Buku ini melanjutkan ending buku kedua yang sangat menggantung. Masih dalam adegan yang sama saat Julian memeluk tubuh Livia yang sudah meninggal. Bagian awal ini cukup bikin sakit hati karena menceritakan cara berduka masing-masing anggota keluarga Blackthorn. Julian yang sudah seperti orangtua Livi sangat sedih sampai terpaksa pergi ke Magnus dan meminta si warlock untuk menghilangkan perasaannya. 

Seperti Will Herondale.

Nah, bagian serunya adalah melihat sosok Julian yang berubah. Entah kenapa sosok Julian yang tak berperasaan sangat menarik untuk dibaca. Apalagi pas dia dengan enaknya duduk dengan kaki naik ke atas meja si Horace Dearborn. Biasanya Julian kan sopan dan sensitif. Sekarang dia jadi keren dan makin pintar memanipulasi. Agak kejam sih. Tapi saya suka karena Julian menjadi sosok yang lebih tega membunuh musuh. Puas banget saya bacanya pas dia tidak ragu-ragu membunuh salah satu anak buah Horace. Mantap! Cuma yah... kasihan si Emma.

Jadi, cerita Horace tahu soal rasa cinta di antara Emma dan Julian. Mereka akhirnya dihukum untuk melakukan misi ke dunia Faery dan mendapatkan kembali buku yang dicuri Annabel. Misi bunuh diri sebenarnya. Tapi Julian jauh lebih pintar dari itu. Dia punya cara untuk menggunakan hukuman itu kepentingannya sendiri. 

Susah ya... Saya memang sudah terlalu bias soal Julian Blackthorn. Setiap kali dia muncul, saya selalu semangat.

Di sisi lain, Ty yang tidak mau menerima kematian saudara kembarnya sudah menyusun rencana untuk membangkitkan Livia kembali dari kematian. Dia meminta Kit untuk membantunya. Sumpah. Dua orang ini berhasil mengambil hati saya dengan sangat mudahnya. Saya suka sekali hubungan mereka. Interaksi mereka juga cute banget. Saya ngakak pas bagian soal Uber. 

Ada banyak sekali hal yang terjadi di buku ini. Bahkan ada bagian soal dunia alternatif di mana Livia masih hidup dan Sebastian menang. Saya memang tidak terlalu suka tema dunia alternatif seperti ini.  Mungkin tujuannya supaya bisa menampilkan tokoh-tokoh lama yang sudah mati.
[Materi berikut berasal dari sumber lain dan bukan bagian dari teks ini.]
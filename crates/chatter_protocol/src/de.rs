//! Lenient deserializers for fields the upstream does not type strictly.

use serde::{Deserialize as _, Deserializer};
use serde_json::Value;

/// Accept any JSON value as an opaque label.
///
/// Strings are taken as-is, `null` becomes an empty string, anything else is
/// kept as its compact JSON text.
pub(crate) fn opaque_label<'de, D>(deserializer: D) -> Result<String, D::Error>
where
    D: Deserializer<'de>,
{
    Ok(match Value::deserialize(deserializer)? {
        Value::String(label) => label,
        Value::Null => String::new(),
        other => other.to_string(),
    })
}

/// Accept an error description as either a string or an error object.
///
/// Objects carrying a string `message` field resolve to that message.
pub(crate) fn error_description<'de, D>(deserializer: D) -> Result<String, D::Error>
where
    D: Deserializer<'de>,
{
    let value = Value::deserialize(deserializer)?;
    if let Some(message) = value.get("message").and_then(Value::as_str) {
        return Ok(message.to_owned());
    }

    Ok(match value {
        Value::String(description) => description,
        Value::Null => "unknown error".to_owned(),
        other => other.to_string(),
    })
}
Tapi buat apa? Saya tidak mau bertemu dengan Sebastian lagi. Memang, bagian Livia-nya bikin saya cukup sedih.

Kalau boleh jujur, saya merasa buku ini agak kacau. Perangnya kurang keren. Annabel juga tidak terlalu berperan besar sekalipun judul buku ini menggambarkan sosoknya. Selain itu, bagian Julian dan Emma yang menjadi raksasa juga bikin saya mengernyit geli. Aneh gitu. Dan lebih anehnya, mereka berdua berhasil dibujuk setelah seluruh anggota keluarga Blackthorn maju dan menyatakan rasa sayang mereka. Terlalu cheesy, walaupun saya lumayan tersentuh dengan hubungan erat seluruh anggota keluarga Blackthorn.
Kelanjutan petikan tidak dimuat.